Friday’s earthquake was felt on several Hawaiian islands, from the Island of Hawaii to Oahu. The USGS “Did you feel it?” Web site (http://earthquake.usgs.gov/eqcenter/dyfi/) received more than 70 felt reports by 8 a.m., ranging from weak to light shaking. Thus far, there have been no reports of damage, nor do we expect any given the location and size of the earthquake.

“The earthquake today caused no detectable changes on the active volcanoes on the Island of Hawai‘i,” said Jim Kauahikaua, HVO’s scientist-in-charge.

The magnitude was initially estimated at 4.0, but more detailed seismic analyses resulted in a final magnitude of 4.2.

The second annual Great Hawaii Shakeout, scheduled for 10:16 a.m. on Oct. 16, is an opportunity for all Hawaii residents to practice “Drop! Cover! Hold On!”—actions that are proven to reduce injury in an earthquake. For details, please visit shakeout.org/hawaii/.

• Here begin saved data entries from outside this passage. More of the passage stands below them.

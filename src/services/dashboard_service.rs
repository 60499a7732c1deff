// src/services/dashboard_service.rs

use chrono::Datelike;
use rust_decimal::Decimal;
use std::sync::Arc;
use uuid::Uuid;

use crate::{
    common::error::AppError,
    db::DashboardSource,
    models::dashboard::{DashboardOverview, DashboardSnapshot, GraphEntry, PaidOrder},
};

const MONTHS: [&str; 12] = [
    "Jan", "Feb", "Mar", "Apr", "May", "Jun", "Jul", "Aug", "Sep", "Oct", "Nov", "Dec",
];

#[derive(Clone)]
pub struct DashboardService {
    source: Arc<dyn DashboardSource>,
}

impl DashboardService {
    pub fn new(source: Arc<dyn DashboardSource>) -> Self {
        Self { source }
    }

    /// Soma do preço atual de cada item de cada pedido pago da loja.
    /// Loja inexistente ou sem pedidos pagos dá zero; falha de acesso sobe como está.
    pub async fn total_revenue(&self, store_id: Uuid) -> Result<Decimal, AppError> {
        let orders = self.source.find_paid_orders(store_id).await?;
        Ok(sum_revenue(&orders))
    }

    pub async fn graph_revenue(&self, store_id: Uuid) -> Result<Vec<GraphEntry>, AppError> {
        let orders = self.source.find_paid_orders(store_id).await?;
        Ok(monthly_revenue(&orders))
    }

    // Os cards e o gráfico saem de um único snapshot.
    pub async fn overview(&self, store_id: Uuid) -> Result<DashboardOverview, AppError> {
        let DashboardSnapshot { orders, stock_count } = self.source.load_snapshot(store_id).await?;

        Ok(DashboardOverview {
            total_revenue: sum_revenue(&orders),
            sales_count: orders.len() as i64,
            stock_count,
            graph_revenue: monthly_revenue(&orders),
        })
    }
}

fn sum_revenue(orders: &[PaidOrder]) -> Decimal {
    orders.iter().map(PaidOrder::revenue).sum()
}

/// Doze meses, Jan..Dec, agrupando pelo mês de criação do pedido (qualquer ano).
fn monthly_revenue(orders: &[PaidOrder]) -> Vec<GraphEntry> {
    let mut totals = [Decimal::ZERO; 12];
    for order in orders {
        totals[order.created_at.month0() as usize] += order.revenue();
    }

    MONTHS
        .iter()
        .zip(totals)
        .map(|(name, total)| GraphEntry { name: name.to_string(), total })
        .collect()
}

#[cfg(test)]
mod tests {
    use super::*;
    use crate::models::dashboard::PaidOrderLine;
    use async_trait::async_trait;
    use chrono::{DateTime, TimeZone, Utc};
    use std::collections::HashMap;
    use std::str::FromStr;
    use std::sync::RwLock;

    fn dec(s: &str) -> Decimal {
        Decimal::from_str(s).unwrap()
    }

    struct OrderRecord {
        id: Uuid,
        store_id: Uuid,
        is_paid: bool,
        created_at: DateTime<Utc>,
        product_ids: Vec<Uuid>,
    }

    /// Banco em memória: preços são lidos no momento da consulta, como no JOIN.
    #[derive(Default)]
    struct InMemorySource {
        prices: RwLock<HashMap<Uuid, Decimal>>,
        orders: RwLock<Vec<OrderRecord>>,
        archived: RwLock<Vec<Uuid>>,
        store_of_product: RwLock<HashMap<Uuid, Uuid>>,
    }

    impl InMemorySource {
        fn product(&self, store_id: Uuid, price: &str) -> Uuid {
            let id = Uuid::new_v4();
            self.prices.write().unwrap().insert(id, dec(price));
            self.store_of_product.write().unwrap().insert(id, store_id);
            id
        }

        fn order_at(&self, store_id: Uuid, is_paid: bool, created_at: DateTime<Utc>, prices: &[&str]) {
            let product_ids = prices.iter().map(|p| self.product(store_id, p)).collect();
            self.orders.write().unwrap().push(OrderRecord {
                id: Uuid::new_v4(),
                store_id,
                is_paid,
                created_at,
                product_ids,
            });
        }

        fn order(&self, store_id: Uuid, is_paid: bool, prices: &[&str]) {
            self.order_at(store_id, is_paid, Utc::now(), prices);
        }

        fn set_price(&self, product_id: Uuid, price: &str) {
            self.prices.write().unwrap().insert(product_id, dec(price));
        }
    }

    impl InMemorySource {
        fn paid_orders(&self, store_id: Uuid) -> Vec<PaidOrder> {
            let prices = self.prices.read().unwrap();
            self.orders
                .read()
                .unwrap()
                .iter()
                .filter(|o| o.store_id == store_id && o.is_paid)
                .map(|o| PaidOrder {
                    id: o.id,
                    created_at: o.created_at,
                    items: o
                        .product_ids
                        .iter()
                        .map(|id| PaidOrderLine { price: prices[id] })
                        .collect(),
                })
                .collect()
        }

        fn stock(&self, store_id: Uuid) -> i64 {
            let archived = self.archived.read().unwrap();
            self.store_of_product
                .read()
                .unwrap()
                .iter()
                .filter(|(id, store)| **store == store_id && !archived.contains(*id))
                .count() as i64
        }
    }

    #[async_trait]
    impl DashboardSource for InMemorySource {
        async fn find_paid_orders(&self, store_id: Uuid) -> Result<Vec<PaidOrder>, AppError> {
            Ok(self.paid_orders(store_id))
        }

        async fn load_snapshot(&self, store_id: Uuid) -> Result<DashboardSnapshot, AppError> {
            Ok(DashboardSnapshot {
                orders: self.paid_orders(store_id),
                stock_count: self.stock(store_id),
            })
        }
    }

    struct FailingSource;

    #[async_trait]
    impl DashboardSource for FailingSource {
        async fn find_paid_orders(&self, _store_id: Uuid) -> Result<Vec<PaidOrder>, AppError> {
            Err(AppError::DatabaseError(sqlx::Error::PoolTimedOut))
        }

        async fn load_snapshot(&self, _store_id: Uuid) -> Result<DashboardSnapshot, AppError> {
            Err(AppError::DatabaseError(sqlx::Error::PoolTimedOut))
        }
    }

    // Só responde pelo snapshot; leituras avulsas falham.
    struct SnapshotOnlySource(DashboardSnapshot);

    #[async_trait]
    impl DashboardSource for SnapshotOnlySource {
        async fn find_paid_orders(&self, _store_id: Uuid) -> Result<Vec<PaidOrder>, AppError> {
            Err(AppError::DatabaseError(sqlx::Error::PoolClosed))
        }

        async fn load_snapshot(&self, _store_id: Uuid) -> Result<DashboardSnapshot, AppError> {
            Ok(self.0.clone())
        }
    }

    fn service(source: Arc<InMemorySource>) -> DashboardService {
        DashboardService::new(source)
    }

    #[tokio::test]
    async fn store_without_orders_has_zero_revenue() {
        let svc = service(Arc::new(InMemorySource::default()));
        assert_eq!(svc.total_revenue(Uuid::new_v4()).await.unwrap(), Decimal::ZERO);
    }

    #[tokio::test]
    async fn unpaid_orders_do_not_count() {
        let source = Arc::new(InMemorySource::default());
        let store = Uuid::new_v4();
        source.order(store, false, &["99.99", "10.00"]);

        let svc = service(source);
        assert_eq!(svc.total_revenue(store).await.unwrap(), Decimal::ZERO);
        assert_eq!(svc.overview(store).await.unwrap().sales_count, 0);
    }

    #[tokio::test]
    async fn single_paid_order_sums_its_items() {
        let source = Arc::new(InMemorySource::default());
        let store = Uuid::new_v4();
        source.order(store, true, &["10.00", "5.50"]);

        let total = service(source).total_revenue(store).await.unwrap();
        assert_eq!(total, dec("15.50"));
        assert_eq!(total.to_string(), "15.50");
    }

    #[tokio::test]
    async fn paid_orders_are_summed_together() {
        let source = Arc::new(InMemorySource::default());
        let store = Uuid::new_v4();
        source.order(store, true, &["10.00"]);
        source.order(store, true, &["2.25", "2.25"]);
        source.order(store, false, &["1000.00"]);

        let svc = service(source);
        assert_eq!(svc.total_revenue(store).await.unwrap(), dec("14.50"));
        assert_eq!(svc.overview(store).await.unwrap().sales_count, 2);
    }

    #[tokio::test]
    async fn other_stores_never_contribute() {
        let source = Arc::new(InMemorySource::default());
        let (a, b) = (Uuid::new_v4(), Uuid::new_v4());
        source.order(a, true, &["3.00"]);
        source.order(b, true, &["500.00", "250.00"]);

        let svc = service(source);
        assert_eq!(svc.total_revenue(a).await.unwrap(), dec("3.00"));
        assert_eq!(svc.total_revenue(b).await.unwrap(), dec("750.00"));
    }

    #[tokio::test]
    async fn repeated_calls_on_same_snapshot_agree() {
        let source = Arc::new(InMemorySource::default());
        let store = Uuid::new_v4();
        source.order(store, true, &["7.77", "0.01"]);

        let svc = service(source);
        let first = svc.total_revenue(store).await.unwrap();
        let second = svc.total_revenue(store).await.unwrap();
        assert_eq!(first, second);
    }

    #[tokio::test]
    async fn decimal_sums_are_exact() {
        let source = Arc::new(InMemorySource::default());
        let store = Uuid::new_v4();
        source.order(store, true, &["0.10", "0.20"]);

        let total = service(source).total_revenue(store).await.unwrap();
        assert_eq!(total, dec("0.30"));
    }

    // Comportamento atual, não regra de negócio garantida: a receita usa o
    // preço vigente do produto, então editar o preço muda pedidos já pagos.
    #[tokio::test]
    async fn revenue_follows_current_product_price() {
        let source = Arc::new(InMemorySource::default());
        let store = Uuid::new_v4();
        source.order(store, true, &["10.00"]);
        let product_id = source.orders.read().unwrap()[0].product_ids[0];

        let svc = service(source.clone());
        assert_eq!(svc.total_revenue(store).await.unwrap(), dec("10.00"));

        source.set_price(product_id, "12.50");
        assert_eq!(svc.total_revenue(store).await.unwrap(), dec("12.50"));
    }

    #[tokio::test]
    async fn data_access_failures_propagate() {
        let svc = DashboardService::new(Arc::new(FailingSource));
        let err = svc.total_revenue(Uuid::new_v4()).await.unwrap_err();
        assert!(matches!(err, AppError::DatabaseError(sqlx::Error::PoolTimedOut)));
        assert!(svc.overview(Uuid::new_v4()).await.is_err());
    }

    #[tokio::test]
    async fn graph_buckets_revenue_by_month_of_any_year() {
        let source = Arc::new(InMemorySource::default());
        let store = Uuid::new_v4();
        let at = |y, m| Utc.with_ymd_and_hms(y, m, 10, 0, 0, 0).unwrap();
        source.order_at(store, true, at(2025, 1), &["10.00"]);
        source.order_at(store, true, at(2026, 1), &["5.00"]);
        source.order_at(store, true, at(2026, 12), &["1.25"]);
        source.order_at(store, false, at(2026, 3), &["99.00"]);

        let graph = service(source).graph_revenue(store).await.unwrap();

        assert_eq!(graph.len(), 12);
        assert_eq!(graph[0], GraphEntry { name: "Jan".into(), total: dec("15.00") });
        assert_eq!(graph[2].total, Decimal::ZERO);
        assert_eq!(graph[11], GraphEntry { name: "Dec".into(), total: dec("1.25") });
    }

    #[tokio::test]
    async fn overview_combines_all_cards() {
        let source = Arc::new(InMemorySource::default());
        let store = Uuid::new_v4();
        source.order(store, true, &["10.00", "5.50"]);
        source.order(store, false, &["3.00"]);
        let archived = source.product(store, "8.00");
        source.archived.write().unwrap().push(archived);

        let overview = service(source).overview(store).await.unwrap();

        assert_eq!(overview.total_revenue, dec("15.50"));
        assert_eq!(overview.sales_count, 1);
        assert_eq!(overview.stock_count, 3);
        assert_eq!(overview.graph_revenue.len(), 12);
    }

    #[tokio::test]
    async fn overview_cards_come_from_one_snapshot() {
        let snapshot = DashboardSnapshot {
            orders: vec![PaidOrder {
                id: Uuid::new_v4(),
                created_at: Utc.with_ymd_and_hms(2026, 10, 16, 12, 0, 0).unwrap(),
                items: vec![PaidOrderLine { price: dec("4.00") }, PaidOrderLine { price: dec("6.00") }],
            }],
            stock_count: 7,
        };
        let svc = DashboardService::new(Arc::new(SnapshotOnlySource(snapshot)));

        let overview = svc.overview(Uuid::new_v4()).await.unwrap();

        assert_eq!(overview.total_revenue, dec("10.00"));
        assert_eq!(overview.sales_count, 1);
        assert_eq!(overview.stock_count, 7);
        assert_eq!(overview.graph_revenue[9].total, dec("10.00"));
    }
}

For information on recent earthquakes in Hawaii and eruption updates, visit the Hawaiian Volcano Observatory website at hvo.wr.usgs.gov.

Volcano Watch (http://hvo.wr.usgs.gov/volcanowatch/) is a weekly article and activity update written by scientists at the U.S. Geological Survey’s Hawaiian Volcano Observatory. The USGS provides science for a changing world. For more information, visit www.usgs.gov.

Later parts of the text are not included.